Interdisciplinary Program in Bioengineering, Seoul National University, Seoul, Republic of Korea.
Department of Biostatistics, Columbia University, New York, NY, USA.
HGG Adv. 2023 Jul 11;4(4):100223. doi: 10.1016/j.xhgg.2023.100223. eCollection 2023 Oct 12.
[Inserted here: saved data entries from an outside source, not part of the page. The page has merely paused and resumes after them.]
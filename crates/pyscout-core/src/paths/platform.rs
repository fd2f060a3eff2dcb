//! Data-root resolution.

use std::path::PathBuf;

use super::env::EnvSource;
use super::error::PathError;

/// Environment variable overriding the data root.
pub const DATA_DIR_ENV: &str = "PYSCOUT_DATA_DIR";

/// File name of the persisted environment cache inside the data root.
pub const STORE_FILE_NAME: &str = "envs-cache.json";

/// Get the root directory for pyscout data.
///
/// Resolution order:
/// 1. `PYSCOUT_DATA_DIR` environment variable
/// 2. System data directory (e.g. `~/.local/share/pyscout`)
pub fn data_root(env: &dyn EnvSource) -> Result<PathBuf, PathError> {
    if let Some(path) = env.path_var(DATA_DIR_ENV) {
        return Ok(path);
    }
    let data_dir = dirs::data_local_dir().ok_or(PathError::NoDataDir)?;
    Ok(data_dir.join("pyscout"))
}

/// Default location of the persisted environment cache.
pub fn default_store_path(env: &dyn EnvSource) -> Result<PathBuf, PathError> {
    Ok(data_root(env)?.join(STORE_FILE_NAME))
}
//! Port definitions (trait abstractions) for discovery sources and
//! infrastructure.
//!
//! Ports define the interfaces the collection service expects. They use
//! only domain types; filesystem scanning, process spawning and on-disk
//! persistence live in adapter crates.
//!
//! # Design Rules
//!
//! - Locators never fail at the boundary: scan errors degrade to an empty
//!   yield and are logged
//! - Optional capabilities are exposed through `Option`, never probed at
//!   runtime
//! - Change notification goes through typed broadcast channels

pub mod envs_store;
pub mod execution_policy;
pub mod interpreter_probe;
pub mod locator;

use thiserror::Error;

pub use envs_store::{EnvsStore, NoopEnvsStore};
pub use execution_policy::{AllowAll, DenyAll, ExecutionPolicy};
pub use interpreter_probe::{InterpreterInformation, InterpreterProbe};
pub use locator::{
    CompletenessCheck, EnvIterator, EnvResolver, EnvStream, IteratorUpdates, Locator,
    default_completeness_check,
};

#[cfg(test)]
pub use envs_store::MockEnvsStore;

/// Errors raised inside a locator while scanning or watching.
///
/// These never cross the [`Locator`] boundary; locators log them and yield
/// nothing for the failing source.
#[derive(Debug, Error)]
pub enum LocatorError {
    /// A filesystem operation failed.
    #[error("I/O error at {path}: {reason}")]
    Io { path: String, reason: String },

    /// A filesystem watcher could not be created or registered.
    #[error("Watch error: {0}")]
    Watch(String),

    /// An environment-manager command (conda, poetry) failed.
    #[error("Command failed: {0}")]
    Command(String),
}

impl LocatorError {
    pub fn io(path: &std::path::Path, err: &std::io::Error) -> Self {
        Self::Io {
            path: path.display().to_string(),
            reason: err.to_string(),
        }
    }
}

/// Errors from running an interpreter to collect its information.
#[derive(Debug, Error)]
pub enum ProbeError {
    #[error("Failed to spawn {executable}: {reason}")]
    Spawn { executable: String, reason: String },

    #[error("Interpreter exited with status {status}: {stderr}")]
    NonZeroExit { status: String, stderr: String },

    #[error("Probe cancelled")]
    Cancelled,

    #[error("Probe timed out after {0} ms")]
    TimedOut(u64),

    #[error("Invalid probe output: {0}")]
    InvalidOutput(String),

    #[error("Unparseable version: {0}")]
    UnparseableVersion(String),
}

/// Errors from the persisted environment store.
#[derive(Debug, Error)]
pub enum StoreError {
    #[error("Store I/O error: {0}")]
    Io(String),

    #[error("Serialization error: {0}")]
    Serialization(String),

    #[error("Unsupported store version {found} (expected {expected})")]
    UnsupportedVersion { found: u32, expected: u32 },
}

/// Umbrella error for callers that compose several ports.
#[derive(Debug, Error)]
pub enum CoreError {
    #[error(transparent)]
    Locator(#[from] LocatorError),

    #[error(transparent)]
    Probe(#[from] ProbeError),

    #[error(transparent)]
    Store(#[from] StoreError),

    #[error(transparent)]
    Settings(#[from] crate::settings::SettingsError),

    #[error(transparent)]
    Path(#[from] crate::paths::PathError),
}
//! Events produced at the locator layer.

use std::path::PathBuf;

use serde::{Deserialize, Serialize};

use crate::domain::{PythonEnvInfo, PythonEnvKind};

/// What happened on disk.
#[derive(Debug, Clone, Copy, PartialEq, Eq, Hash, Serialize, Deserialize)]
#[serde(rename_all = "lowercase")]
pub enum FileChangeType {
    Created,
    Changed,
    Deleted,
}

/// Raw change notification from a locator. Absent fields mean "any".
#[derive(Debug, Clone, Default, PartialEq, Eq, Serialize, Deserialize)]
#[serde(rename_all = "camelCase")]
pub struct PythonEnvsChangedEvent {
    #[serde(rename = "type", skip_serializing_if = "Option::is_none")]
    pub change: Option<FileChangeType>,
    #[serde(skip_serializing_if = "Option::is_none")]
    pub kind: Option<PythonEnvKind>,
    #[serde(skip_serializing_if = "Option::is_none")]
    pub search_location: Option<PathBuf>,
}

impl PythonEnvsChangedEvent {
    /// "Something may have changed anywhere."
    pub fn any() -> Self {
        Self::default()
    }

    pub const fn new(change: FileChangeType, kind: Option<PythonEnvKind>) -> Self {
        Self {
            change: Some(change),
            kind,
            search_location: None,
        }
    }

    #[must_use]
    pub fn with_search_location(mut self, root: impl Into<PathBuf>) -> Self {
        self.search_location = Some(root.into());
        self
    }
}

/// Background refinement of an environment an iterator already yielded.
#[derive(Debug, Clone, PartialEq, Eq)]
pub struct PythonEnvUpdatedEvent {
    /// Yield-order index of the environment within its iterator.
    pub index: usize,
    /// The record as previously known.
    pub old: Option<PythonEnvInfo>,
    /// The refined record. `None` means the environment turned out to be
    /// invalid and must be purged.
    pub update: Option<PythonEnvInfo>,
}

/// Item on an iterator's update channel.
#[derive(Debug, Clone, PartialEq, Eq)]
pub enum IteratorUpdate {
    Updated(PythonEnvUpdatedEvent),
    /// Terminal sentinel: no further updates will arrive.
    Complete,
}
Accurate imputation of tissue-specific gene expression can be a powerful tool for understanding the biological mechanisms underlying human complex traits. Existing imputation methods can be grouped into two categories according to the types of predictors used. The first category uses genotype data, while the second category uses whole-blood expression data. Both data types can be easily collected from blood, avoiding invasive tissue biopsies. In this study, we attempted to build an optimal predictive model for imputing tissue-specific gene expression by combining the genotype and whole-blood expression data. We first evaluated the imputation performance of each standalone model (using genotype data [GEN model] and using whole-blood expression data [WBE model]) using their respective data types across 47 human tissues. The WBE model outperformed the GEN model in most tissues by a large gain. Then, we developed several combined models that leverage both types of predictors to further improve imputation performance. We tried various strategies, including utilizing a merged dataset of the two data types (MERGED models) and integrating the imputation outcomes of the two standalone models (inverse variance-weighted [IVW] models). We found that one of the MERGED models noticeably outperformed the standalone models. This model involved a fixed ratio between the two regularization penalty factors for the two predictor types so that the contribution of the whole-blood transcriptome is upweighted compared with the genotype. Our study suggests that one can improve the imputation of tissue-specific gene expression by combining the genotype and whole-blood expression, but the improvement can be largely dependent on the combination strategy chosen.
准确推断组织特异性基因表达可以成为理解人类复杂性状背后生物学机制的有力工具。现有的推断方法可以根据所使用的预测因子类型分为两类。第一类使用基因型数据,而第二类使用全血表达数据。这两种数据类型都可以很容易地从血液中收集,避免了侵入性的组织活检。在这项研究中,我们试图通过结合基因型和全血表达数据来构建一个最佳的预测模型来推断组织特异性基因表达。我们首先使用各自的数据类型评估了每个独立模型(使用基因型数据[GEN 模型]和使用全血表达数据[WBE 模型])在 47 个人类组织中的推断性能。在大多数组织中,WBE 模型的表现明显优于 GEN 模型,增益很大。然后,我们开发了几种结合两种预测因子的组合模型,以进一步提高推断性能。我们尝试了各种策略,包括利用两种数据类型的合并数据集(MERGED 模型)和整合两个独立模型的推断结果(逆方差加权[IVW]模型)。我们发现,MERGED 模型之一的表现明显优于独立模型。该模型涉及两种预测因子的两个正则化惩罚因子之间的固定比例,从而与基因型相比,全血转录组的贡献得到了增强。我们的研究表明,通过结合基因型和全血表达,可以提高组织特异性基因表达的推断,但改进效果在很大程度上取决于所选择的组合策略。